2 years and 5 months.. Need advice.

I think my fiance and I have been going downhill and I don't know how to help it. I don't think I can cause it's him that's not putting any effort and just being dumb & unfair. Even one of his friends noticed. Like shawn (my fiance) and I talked a little about it I just was feeling alone cause he would get home not tell me and go to his brothers room play games or the dirt bikes just anything else other then me. When we lay in bed we don't cuddle anymore (unless we're sleeping) or talk about much. I told him I wanted to spend more time with him and told him how I thought about cute date ideas for us. I asked him "do you do that? Do you ever just see something and think maybe Amber would enjoy this do you ever just think what can I do to make her happy" and he said "no, I think about the dirt bikes and snowboarding and doing things I enjoy it'd be cool if you joined but" ... He's never randomly taken pictures of me. He don't post me or tag me in anything he doesn't look at the stuff I tag him in he's on his phone a lot of the time so.. and the things jake noticed was when he gets a paycheck its his money and when I'm making money its our money like I have to share, when he was working his good job making a lot of money he told me I can get anything that I wanted I didn't get much because he was always spending a lot of money on things that he liked ya know.

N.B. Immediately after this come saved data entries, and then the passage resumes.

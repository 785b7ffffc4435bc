use clap::ArgMatches;
use flagdeck_api_models::{Product, ProductRequest};

use super::{args, json_option, or_dash, print_list};
use crate::api::ApiClient;
use crate::cancel::Cancellation;
use crate::context::ExecutionContext;
use crate::error::CliError;
use crate::tree::{Affinity, CommandDescriptor, HandlerFuture, InlineCommand, OptionSpec};

const ORGANIZATION_ID_ARG: &str = "organization-id";
const PRODUCT_ID_ARG: &str = "product-id";
const NAME_ARG: &str = "name";
const DESCRIPTION_ARG: &str = "description";

pub(crate) fn descriptor() -> CommandDescriptor {
    CommandDescriptor::new("product", "Manage products", Affinity::ChildOf(&[]))
        .alias("p")
        .inline(InlineCommand::new("ls", "List products", list).option(json_option()))
        .inline(
            InlineCommand::new("create", "Create a product", create)
                .alias("cr")
                .option(
                    OptionSpec::value(ORGANIZATION_ID_ARG, "Organization owning the product")
                        .short('o')
                        .required(),
                )
                .option(OptionSpec::value(NAME_ARG, "Product name").short('n').required())
                .option(OptionSpec::value(DESCRIPTION_ARG, "Product description").short('d')),
        )
        .inline(
            InlineCommand::new("update", "Rename or describe a product", update)
                .alias("up")
                .option(
                    OptionSpec::value(PRODUCT_ID_ARG, "Product to update")
                        .short('i')
                        .required(),
                )
                .option(OptionSpec::value(NAME_ARG, "New name").short('n'))
                .option(OptionSpec::value(DESCRIPTION_ARG, "New description").short('d')),
        )
        .inline(
            InlineCommand::new("rm", "Delete a product", remove).option(
                OptionSpec::value(PRODUCT_ID_ARG, "Product to delete")
                    .short('i')
                    .required(),
            ),
        )
}

fn list<'a>(
    args: &'a ArgMatches,
    ctx: &'a ExecutionContext,
    cancel: &'a Cancellation,
) -> HandlerFuture<'a> {
    Box::pin(async move {
        let client = ApiClient::new(ctx, cancel)?;
        let products = client.list_products().await?;
        print_list(
            args,
            ctx,
            &products,
            &["ID", "NAME", "DESCRIPTION", "ORGANIZATION"],
            |product: &Product| {
                vec![
                    product.product_id.clone(),
                    product.name.clone(),
                    or_dash(product.description.as_deref()),
                    or_dash(product.organization.as_ref().map(|org| org.name.as_str())),
                ]
            },
        )
    })
}

fn create<'a>(
    args: &'a ArgMatches,
    ctx: &'a ExecutionContext,
    cancel: &'a Cancellation,
) -> HandlerFuture<'a> {
    Box::pin(async move {
        let organization_id = args::required(args, ORGANIZATION_ID_ARG)?;
        let request = ProductRequest {
            name: args::required(args, NAME_ARG)?.to_string(),
            description: args::optional(args, DESCRIPTION_ARG).map(str::to_string),
        };
        let client = ApiClient::new(ctx, cancel)?;
        let product = client.create_product(organization_id, &request).await?;
        ctx.output().write_line(&product.product_id);
        Ok(())
    })
}

fn update<'a>(
    args: &'a ArgMatches,
    ctx: &'a ExecutionContext,
    cancel: &'a Cancellation,
) -> HandlerFuture<'a> {
    Box::pin(async move {
        let product_id = args::required(args, PRODUCT_ID_ARG)?;
        let name = args::optional(args, NAME_ARG);
        let description = args::optional(args, DESCRIPTION_ARG);
        if name.is_none() && description.is_none() {
            return Err(CliError::validation(
                "Nothing to update, pass --name or --description.",
            ));
        }

        let client = ApiClient::new(ctx, cancel)?;
        let current = client.get_product(product_id).await?;
        let request = ProductRequest {
            name: name.map_or(current.name, str::to_string),
            description: description.map(str::to_string).or(current.description),
        };
        client.update_product(product_id, &request).await
    })
}

fn remove<'a>(
    args: &'a ArgMatches,
    ctx: &'a ExecutionContext,
    cancel: &'a Cancellation,
) -> HandlerFuture<'a> {
    Box::pin(async move {
        let product_id = args::required(args, PRODUCT_ID_ARG)?;
        ApiClient::new(ctx, cancel)?.delete_product(product_id).await
    })
}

I'm not getting thought about.. but I'm still here doing his laundry when he tells me to. Sometimes I just wanna move and say fuck it but then I'd be completely alone. We live in his mom's house his parents live in Florida at the moment it's us his friend his friend's girlfriend his brother and his brother's friend I don't know anyone here if I broke it off I wouldn't have anywhere to stay.. my vehicle is broken down right now because of that I don't have a job I've been applying everywhere close that I can walk to. Idk what to do what would you do?